*Saved data entries*.
########

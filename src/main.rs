use anyhow::{Context, Result};
use clap::{Parser, Subcommand};
use jsonql::{ErrorSet, JsonQl, Node};
use serde_json::Value;
use std::fs;
use std::io::Read;
use std::path::{Path, PathBuf};
use std::process::ExitCode;

#[derive(Parser)]
#[command(name = "jsonql")]
#[command(about = "Select values from and test predicates over JSON documents")]
struct Cli {
    #[command(subcommand)]
    command: Command,
}

#[derive(Subcommand)]
enum Command {
    /// Print the value a value expression selects
    Eval {
        expr: String,
        /// Document to read instead of stdin
        #[arg(long)]
        file: Option<PathBuf>,
    },
    /// Test a predicate; exit status 1 when it does not hold
    Test {
        predicate: String,
        #[arg(long)]
        file: Option<PathBuf>,
    },
    /// Check expression syntax without evaluating
    Check {
        expr: String,
        /// Parse as a predicate instead of a value expression
        #[arg(long)]
        predicate: bool,
    },
}

#[tokio::main]
async fn main() -> Result<ExitCode> {
    env_logger::init();
    let cli = Cli::parse();
    let jq = JsonQl::global();

    match cli.command {
        Command::Eval { expr, file } => {
            let document = read_document(file.as_deref())?;
            let mut context = jq.context_of(&document);
            let node = jq.evaluate(&expr, &mut context).await?;
            report(&context.take_errors());
            match node {
                Node::Present(value) => {
                    println!("{}", serde_json::to_string_pretty(value)?);
                    Ok(ExitCode::SUCCESS)
                }
                Node::Missing => {
                    println!("<missing>");
                    Ok(ExitCode::FAILURE)
                }
            }
        }
        Command::Test { predicate, file } => {
            let document = read_document(file.as_deref())?;
            let mut context = jq.context_of(&document);
            let holds = jq.satisfies(&predicate, &mut context).await?;
            report(&context.take_errors());
            println!("{}", holds);
            Ok(if holds {
                ExitCode::SUCCESS
            } else {
                ExitCode::FAILURE
            })
        }
        Command::Check { expr, predicate } => {
            if predicate {
                jq.check_predicate(&expr).await?;
            } else {
                jq.check_value(&expr).await?;
            }
            println!("ok");
            Ok(ExitCode::SUCCESS)
        }
    }
}

fn read_document(file: Option<&Path>) -> Result<Value> {
    let text = match file {
        Some(path) => fs::read_to_string(path)
            .with_context(|| format!("Failed to read '{}'", path.display()))?,
        None => {
            let mut text = String::new();
            std::io::stdin()
                .read_to_string(&mut text)
                .context("Failed to read document from stdin")?;
            text
        }
    };
    serde_json::from_str(&text).context("Document is not valid JSON")
}

fn report(errors: &ErrorSet) {
    for error in errors {
        eprintln!("warning: {}", error);
    }
}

########

*WORK INSTRUCTIONS*. Transcribe all of the data, keeping every line identical.

*EXPECTED ANSWER*.
filename src/main.rs
use anyhow::{Context, Result};
use clap::{Parser, Subcommand};
use jsonql::{ErrorSet, JsonQl, Node};
use serde_json::Value;
use std::fs;
use std::io::Read;
use std::path::{Path, PathBuf};
use std::process::ExitCode;

#[derive(Parser)]
#[command(name = "jsonql")]
#[command(about = "Select values from and test predicates over JSON documents")]
struct Cli {
    #[command(subcommand)]
    command: Command,
}

#[derive(Subcommand)]
enum Command {
    /// Print the value a value expression selects
    Eval {
        expr: String,
        /// Document to read instead of stdin
        #[arg(long)]
        file: Option<PathBuf>,
    },
    /// Test a predicate; exit status 1 when it does not hold
    Test {
        predicate: String,
        #[arg(long)]
        file: Option<PathBuf>,
    },
    /// Check expression syntax without evaluating
    Check {
        expr: String,
        /// Parse as a predicate instead of a value expression
        #[arg(long)]
        predicate: bool,
    },
}

#[tokio::main]
async fn main() -> Result<ExitCode> {
    env_logger::init();
    let cli = Cli::parse();
    let jq = JsonQl::global();

    match cli.command {
        Command::Eval { expr, file } => {
            let document = read_document(file.as_deref())?;
            let mut context = jq.context_of(&document);
            let node = jq.evaluate(&expr, &mut context).await?;
            report(&context.take_errors());
            match node {
                Node::Present(value) => {
                    println!("{}", serde_json::to_string_pretty(value)?);
                    Ok(ExitCode::SUCCESS)
                }
                Node::Missing => {
                    println!("<missing>");
                    Ok(ExitCode::FAILURE)
                }
            }
        }
        Command::Test { predicate, file } => {
            let document = read_document(file.as_deref())?;
            let mut context = jq.context_of(&document);
            let holds = jq.satisfies(&predicate, &mut context).await?;
            report(&context.take_errors());
            println!("{}", holds);
            Ok(if holds {
                ExitCode::SUCCESS
            } else {
                ExitCode::FAILURE
            })
        }
        Command::Check { expr, predicate } => {
            if predicate {
                jq.check_predicate(&expr).await?;
            } else {
                jq.check_value(&expr).await?;
            }
            println!("ok");
            Ok(ExitCode::SUCCESS)
        }
    }
}

fn read_document(file: Option<&Path>) -> Result<Value> {
    let text = match file {
        Some(path) => fs::read_to_string(path)
            .with_context(|| format!("Failed to read '{}'", path.display()))?,
        None => {
            let mut text = String::new();
            std::io::stdin()
                .read_to_string(&mut text)
                .context("Failed to read document from stdin")?;
            text
        }
    };
    serde_json::from_str(&text).context("Document is not valid JSON")
}

fn report(errors: &ErrorSet) {
    for error in errors {
        eprintln!("warning: {}", error);
    }
}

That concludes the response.